Background: Gastric ulcer is one of the most serious diseases over wide the world. There are many drugs used for the treatment of gastric ulcer, but most of these produce several adverse reactions. This study aims to investigate the protective effects of extracts of ginger and marshmallow on pyloric ligation-induced gastric ulcer in rats.
Methods: Animals were divided into 5 Groups; a normal control group, an ulcer control group, a standard treatment group receiving famotidine (20 mg/kg), and two treatment groups receiving ginger (100 mg/kg) and marshmallow (100 mg/kg). Treatments were given orally for 14 days. On the 15th day, animals were subjected to pyloric ligation except for the normal control group.

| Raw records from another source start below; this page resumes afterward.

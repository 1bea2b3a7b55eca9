//! Selection policies
//!
//! Each policy ranks the registered controls; the lowest rank wins. Machines a
//! policy excludes have no rank. Equal ranks are broken by registry key order
//! or, with [`Pick::Random`], by the run's seeded generator.

use crate::control::MachineControl;
use rand::Rng;
use rand_chacha::ChaCha8Rng;
use rondo_core::{MachineKey, MetaContext, Pick, SelectionPolicy};
use std::sync::Arc;

fn rank(
    policy: SelectionPolicy,
    control: &MachineControl,
    clock: u64,
    meta: &dyn MetaContext,
) -> Option<u64> {
    control.with_condition(|condition| match policy {
        SelectionPolicy::MinIssueTime => Some(condition.issue_time),
        SelectionPolicy::MinIssueTimeAndFulfilled => condition
            .is_fulfilled(clock, meta)
            .then_some(condition.issue_time),
        // Never-run machines rank before everyone else
        SelectionPolicy::Fairness => condition
            .is_fulfilled(clock, meta)
            .then(|| control.last_execution().map_or(0, |at| at.saturating_add(1))),
    })
}

/// Pick the next machine to admit from `controls`, given in key order
pub(crate) fn select(
    policy: SelectionPolicy,
    controls: &[Arc<MachineControl>],
    clock: u64,
    meta: &dyn MetaContext,
    tie_break: Pick,
    rng: &mut ChaCha8Rng,
) -> Option<MachineKey> {
    let mut best: Option<u64> = None;
    let mut tied: Vec<&MachineKey> = Vec::new();
    for control in controls {
        let Some(rank) = rank(policy, control, clock, meta) else {
            continue;
        };
        match best {
            Some(current) if rank > current => {}
            Some(current) if rank == current => tied.push(control.key()),
            _ => {
                best = Some(rank);
                tied.clear();
                tied.push(control.key());
            }
        }
    }

    let chosen = match (tie_break, tied.len()) {
        (_, 0) => return None,
        (Pick::First, _) | (Pick::Random, 1) => tied[0],
        (Pick::Random, n) => tied[rng.gen_range(0..n)],
    };
    tracing::debug!(?policy, machine = %chosen, clock, candidates = tied.len(), "selected");
    Some(chosen.clone())
}
//! Choice-point recording and replay

use rondo_core::{EngineConfig, MachineKey, VerificationMode};
use rondo_engine::{Explorer, Replay, Scenario, Status};
use rondo_testkit::{
    admission_keys, assert_clean, assert_mutual_exclusion, init_test_tracing, start_yielders,
    Alternation, KvSpace, ProducerConsumer, RacyCounter,
};
use std::sync::Arc;

struct FourYielders;

impl Scenario for FourYielders {
    fn name(&self) -> &str {
        "four-yielders"
    }

    fn description(&self) -> &str {
        "four machines yielding with branch generation"
    }

    fn meta(&self) -> Box<dyn rondo_core::MetaContext> {
        Box::new(KvSpace::new())
    }

    fn setup(&self, status: &Arc<Status>) -> rondo_core::Result<()> {
        start_yielders(status, &["a", "b", "c", "d"], None)
    }
}

fn model_checking(max_runs: Option<u64>) -> EngineConfig {
    EngineConfig::default().with_mode(VerificationMode::ModelChecking { max_runs })
}

/// First recorded choice point with exactly `alternatives` candidates
fn choice_point_with(explorer: &Explorer<'_>, alternatives: usize) -> Option<Vec<Replay>> {
    explorer.session().with_vars(|vars| {
        vars.choice_points
            .iter()
            .find(|point| point.candidates().len() == alternatives)
            .map(|point| {
                point
                    .candidates()
                    .iter()
                    .map(|candidate| Replay {
                        choice_point: point.id,
                        candidate: candidate.clone(),
                        depth: point.depth,
                        clock: point.clock,
                        event_clock: point.event_clock,
                        snapshot: Arc::clone(point.snapshot()),
                    })
                    .collect()
            })
    })
}

#[test]
fn replays_start_with_the_forced_candidate_and_are_deterministic() {
    init_test_tracing();
    let scenario = FourYielders;
    let explorer = Explorer::new(model_checking(None).with_ttl(16), &scenario).unwrap();
    let initial = explorer.prepare(0).unwrap();
    let report = explorer.execute(&initial).unwrap();
    assert!(report.choice_points > 0);
    assert!(report.forced.is_none());

    let replays = choice_point_with(&explorer, 3).expect("a decision with three alternatives");
    for replay in &replays {
        let mut admissions = Vec::new();
        for _ in 0..2 {
            explorer.session().prepare_replay(replay);
            let copy = replay.snapshot.clone_for_new_run();
            assert_eq!(copy.now(), replay.clock);
            let run = explorer.execute(&copy).unwrap();

            assert_eq!(run.forced.as_ref(), Some(&replay.candidate));
            assert_eq!(run.admissions.first(), Some(&replay.candidate));
            assert_eq!(run.max_holders, 1);
            admissions.push(admission_keys(&run));
        }
        assert_eq!(admissions[0], admissions[1], "replay of {} diverged", replay.candidate);
    }
    explorer.session().with_vars(|vars| vars.choice_points.clear());
}

#[test]
fn clones_of_one_snapshot_are_equal_and_independent() {
    init_test_tracing();
    let scenario = FourYielders;
    let explorer = Explorer::new(model_checking(None).with_ttl(12), &scenario).unwrap();
    let initial = explorer.prepare(0).unwrap();
    explorer.execute(&initial).unwrap();

    let snapshot = explorer
        .session()
        .with_vars(|vars| vars.choice_points.iter().next().map(|point| Arc::clone(point.snapshot())))
        .expect("at least one choice point");
    let first = snapshot.clone_for_new_run();
    let second = snapshot.clone_for_new_run();
    assert_eq!(first.view(), second.view());
    assert_eq!(first.view(), snapshot.view());

    first
        .with_domain_mut::<KvSpace, _>(|space| space.set("turns", 1000))
        .unwrap();
    let key = MachineKey::from("a#0");
    first
        .control(&key)
        .unwrap()
        .machine()
        .with_locals(|locals| locals.set("turns", 1000));

    assert_ne!(first.view(), second.view());
    assert_eq!(second.view(), snapshot.view());
    assert_ne!(
        second.with_domain::<KvSpace, _>(|space| space.get("turns")).unwrap(),
        1000
    );
    explorer.session().with_vars(|vars| vars.choice_points.clear());
}

#[test]
fn exploration_finds_both_outcomes_of_the_racy_counter() {
    init_test_tracing();
    let scenario = RacyCounter {
        workers: 2,
        increments: 1,
    };
    let report = Explorer::new(model_checking(Some(64)), &scenario)
        .unwrap()
        .run()
        .unwrap();

    assert!(report.runs.len() >= 2, "{report}");
    assert!(report.runs[0].forced.is_none());
    assert!(report.runs[1..].iter().all(|run| run.forced.is_some()));
    assert!(report.runs.iter().any(|run| !run.violations.is_empty()));
    assert!(report.runs.iter().any(|run| run.violations.is_empty()));
    assert!(!report.is_clean());
    assert_mutual_exclusion(&report);
}

#[test]
fn correct_protocols_stay_clean_under_exploration() {
    init_test_tracing();
    let scenario = ProducerConsumer { items: 2 };
    let report = Explorer::new(model_checking(Some(40)), &scenario)
        .unwrap()
        .run()
        .unwrap();

    assert!(report.runs.len() > 1);
    assert_mutual_exclusion(&report);
    assert_clean!(report);
}

#[test]
fn run_budget_leaves_branches_unexplored() {
    init_test_tracing();
    let scenario = Alternation { rounds: None };
    let report = Explorer::new(model_checking(Some(1)).with_ttl(10), &scenario)
        .unwrap()
        .run()
        .unwrap();

    assert_eq!(report.runs.len(), 1);
    assert!(report.unexplored > 0);
    assert!(!report.exhausted());
}

#[test]
fn single_runs_record_no_choice_points() {
    init_test_tracing();
    let scenario = FourYielders;
    let explorer = Explorer::new(EngineConfig::default().with_ttl(12), &scenario).unwrap();
    let status = explorer.prepare(0).unwrap();
    let report = explorer.execute(&status).unwrap();

    assert_eq!(report.choice_points, 0);
    assert!(explorer.session().with_vars(|vars| vars.choice_points.is_empty()));
}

Four hours later, rat stomachs were excised and gastric juice and blood samples were collected.
Results: Pyloric ligation caused significant elevations in ulcer number, ulcer index, gastric volume, titratble acidity, acid output, mucin content and peptic activity, accompanied by significant decreases in blood superoxide dismutase (SOD) activity and gastric mucosal nitric oxide (NO) and glutathione (GSH) contents. In addition, elevations in gastric mucosal lipid peroxide and histamine contents were observed. Pretreatment with famotidine, ginger or marshmallow significantly corrected all blood and tissue parameters by varying degrees.
Conclusions: Famotidine, ginger and marshmallow may protect against pyloric ligation-induced peptic ulcer in rats, being promising for further clinical trials.

Keywords

Famotidine; Ginger; Marshmallow; Peptic ulcer; Pyloric ligation

Introduction

Peptic ulcer is one of the world’s major gastro-intestinal disorders, embracing both gastric and duodenal ulcers, and affecting 10% of the world population [1]. The pathogenesis of peptic ulcer disease includes a complex imbalance between gastric offensive factors like increased gastric acid and pepsin secretion, Helicobacter pylori (H. Pylori) infection, bile salts, ethanol, medications like NSAIDs, and lipid peroxidation, and defensive mucosal factors like prostaglandins (PG’s), gastric mucus, cellular renovation, blood flow, mucosal cell shedding, glycoproteins, mucin secretion, proliferation and antioxidant defense mechanisms like catalase (CAT), superoxide dismutase (SOD), nitric oxide (NO) and glutathione (GSH) [1].

Famotidine is an H2 receptor antagonist that inhibits acid production by reversibly competing with histamine for binding with H2 receptors located at the basolateral membrane of the parietal cells [2-4]. Histamine H2 receptor antagonists not only inhibit acid secretion induced by histamine, gastrin and cholinergic stimulation, but can also promot healing of ulcers [5,6].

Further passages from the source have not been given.